John Galsworthy the novelist once wrote that "the beginnings and endings of all human undertakings are untidy". And so it was last night. After 1,317 aces, 1,441 double faults and 31,084 points won over 717 WTA Tour, Fed Cup and Grand Slam matches, Flavia Pennetta's final tennis act was a backhand dumped into the net. As an ending it seemed unmemorable, as a journey it has been remarkable.
The Italian needed at least a set off Maria Sharapova to reach the semi-finals but the Russian showed her respect by displaying no mercy. Pennetta in fact led 3-1 in the first set with two break points for a 4-1 lead. But she could not close and Sharapova would not bend.
For us it seemed imperfect but athletes are not normal folk. Defeat aches and yet to fall to the great athlete carries its own honour. Said Pennetta of Sharapova: "She's one of the best ever... It was perfect to lose to her."
Pennetta is no legend, no wisecracking tweeter, no Vogue-starring celebrity. She has never stood out and yet there was a poignance last night as she walked out. Because she had reminded us this year of what we always need to know in sport. That everyone has a chance.
Penetta, 33, made her Grand Slam debut in 2003 when Garbine Muguruza was nine. She has been No.6 in singles and No.1 in doubles, she won the Fed Cup and 11 singles titles, she was a familiar name in the draw and had a face that made people think "I know her". Mostly she has walked on the outskirts of greatness.
Pennetta had apparently run out of time and then, this year at the US Open, she won her first Grand Slam title at her last Grand Slam event.

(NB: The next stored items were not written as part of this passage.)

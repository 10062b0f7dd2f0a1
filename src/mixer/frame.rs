//! Frame buffers shared between the server and the mixer
//!
//! A frame is filled exactly once, by a source connection reassembling
//! wire bytes or by the mixer composing output, and is immutable from
//! then on. [`FrameBuf`] is the exclusive fill-phase handle;
//! [`Frame`] is the frozen result, cheap to clone thanks to `Bytes`
//! reference counting, so one mixer output can sit in many sink queues
//! without copies.

use bytes::{Bytes, BytesMut};

use crate::dif::{DvSystem, DIF_MAX_FRAME_SIZE};

/// An immutable, reference-shareable DV frame
#[derive(Debug, Clone)]
pub struct Frame {
    data: Bytes,
    system: DvSystem,
    cut_before: bool,
}

impl Frame {
    /// Wrap already-framed DV bytes
    pub fn new(data: Bytes, system: DvSystem, cut_before: bool) -> Self {
        Self {
            data,
            system,
            cut_before,
        }
    }

    /// Frame payload
    pub fn data(&self) -> &[u8] {
        &self.data
    }

    /// Payload size in bytes
    pub fn size(&self) -> usize {
        self.data.len()
    }

    /// DV system the frame belongs to
    pub fn system(&self) -> DvSystem {
        self.system
    }

    /// Whether the mixer marked an edit point right before this frame
    pub fn cut_before(&self) -> bool {
        self.cut_before
    }
}

/// A mutable frame buffer being filled
///
/// Sized for the largest DV frame; [`finish`](FrameBuf::finish) trims it
/// to the actual system's frame size and freezes it into a [`Frame`].
#[derive(Debug)]
pub struct FrameBuf {
    data: BytesMut,
}

impl FrameBuf {
    pub fn new() -> Self {
        Self {
            data: BytesMut::zeroed(DIF_MAX_FRAME_SIZE),
        }
    }

    /// The whole buffer, for incremental filling
    pub fn bytes_mut(&mut self) -> &mut [u8] {
        &mut self.data
    }

    /// The bytes filled so far
    pub fn bytes(&self) -> &[u8] {
        &self.data
    }

    /// Freeze into an immutable frame of the system's exact size
    pub fn finish(mut self, system: DvSystem, cut_before: bool) -> Frame {
        self.data.truncate(system.frame_size());
        Frame {
            data: self.data.freeze(),
            system,
            cut_before,
        }
    }
}

impl Default for FrameBuf {
    fn default() -> Self {
        Self::new()
    }
}

#[cfg(test)]
mod tests {
    use super::*;

    #[test]
    fn test_finish_trims_to_frame_size() {
        let mut buf = FrameBuf::new();
        assert_eq!(buf.bytes_mut().len(), DIF_MAX_FRAME_SIZE);
        buf.bytes_mut()[0] = 0xab;

        let frame = buf.finish(DvSystem::System525_60, false);
        assert_eq!(frame.size(), 120_000);
        assert_eq!(frame.data()[0], 0xab);
        assert_eq!(frame.system(), DvSystem::System525_60);
        assert!(!frame.cut_before());
    }

    #[test]
    fn test_clones_share_payload() {
        let frame = FrameBuf::new().finish(DvSystem::System625_50, true);
        let copy = frame.clone();
        assert_eq!(copy.size(), frame.size());
        assert!(copy.cut_before());
        // Same backing storage, not a byte copy.
        assert_eq!(copy.data().as_ptr(), frame.data().as_ptr());
    }
}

She was an old player but she had become a new love story.
Not everyone's fairy tale comes true, which is precisely what makes the fairy tale special. There are too many players and not enough Grand Slam titles. Pennetta had apparently run out of time and then, this year at the US Open, she won her first Grand Slam title at her last Grand Slam event. She was an old player but she had become a new love story.
Martina Navratilova cried when she won and Marion Bartoli was moved. Not just because Pennetta is a likeable person but because - said Bartoli - "it's such a great example of perseverance, of trying your hardest every day". There is no prize for everyone who works hard but there is no prize without working hard.

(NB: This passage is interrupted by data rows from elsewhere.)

//! Client greeting classification
//!
//! A freshly accepted connection is in an unknown state until its first
//! [`GREETING_SIZE`](constants::GREETING_SIZE) bytes arrive. Those bytes
//! pick the connection's role for its whole lifetime; a client can only
//! change role by opening a new connection.

pub mod constants;

use crate::error::ProtocolError;
use constants::{GREETING_RAW_SINK, GREETING_SINK, GREETING_SIZE, GREETING_SOURCE};

/// Role a client claims with its greeting
#[derive(Debug, Clone, Copy, PartialEq, Eq)]
pub enum ClientKind {
    /// Streams DV frames into the mixer
    Source,
    /// Receives mixed frames, each prefixed with a control header
    Sink,
    /// Receives bare mixed frames
    RawSink,
}

/// Classify a complete greeting
pub fn identify(greeting: &[u8; GREETING_SIZE]) -> Result<ClientKind, ProtocolError> {
    match *greeting {
        GREETING_SOURCE => Ok(ClientKind::Source),
        GREETING_SINK => Ok(ClientKind::Sink),
        GREETING_RAW_SINK => Ok(ClientKind::RawSink),
        other => Err(ProtocolError::UnknownGreeting(other)),
    }
}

Pennetta has struggled through illness and drops in ranking. Her injured wrist kept her from the game for months and Carlos Moya broke her heart. Life shoved her around and yet she pushed back.
"I'm really proud," she said yesterday, "to be strong all the time. I had so many injuries, so many stops in my career. I had to start few times from nothing. And again and again.
"Of course it's much better if you have everything quickly and when you are younger. But in the other point, I think it's also a good way to see (that it) doesn't matter how many times you fell down, you can always be back."
Pennetta's final tennis sounds last night were a Russian shriek and a Singapore cheer. Her last act was to applaud Sharapova and then slide her racket into her bag. She had come to tennis without fuss and left without fanfare. "I don't like drama," she said later, for she did not want to cry. In her utter normality lay her professional beauty.
Later, hair washed and eyes dry, she faced questions, searched her memory and laughed easily.
Had she watched her triumphant US Open final on tape?
"No, just the last point."
How many times?
"So many," she laughed.
Today the tennis continues, for it never stops. Today Pennetta is gone and another dreamer comes. The last-ranked player on the WTA Tour is Alina Zolotareva who is No. 1,264. This year she earned S$1,161 and perhaps she should spend a part of it to buy a poster of the Italian to stick to her wall.
After all, sport can never revolve only around Serena Williams and the small tribe of the towering, terrific, self-assured champion. Sport is also about women like Pennetta, who stand for a wider clan of athletes. A talented, tenacious athlete who reminded her peers never to stop believing in the mad hopefulness of their voyage.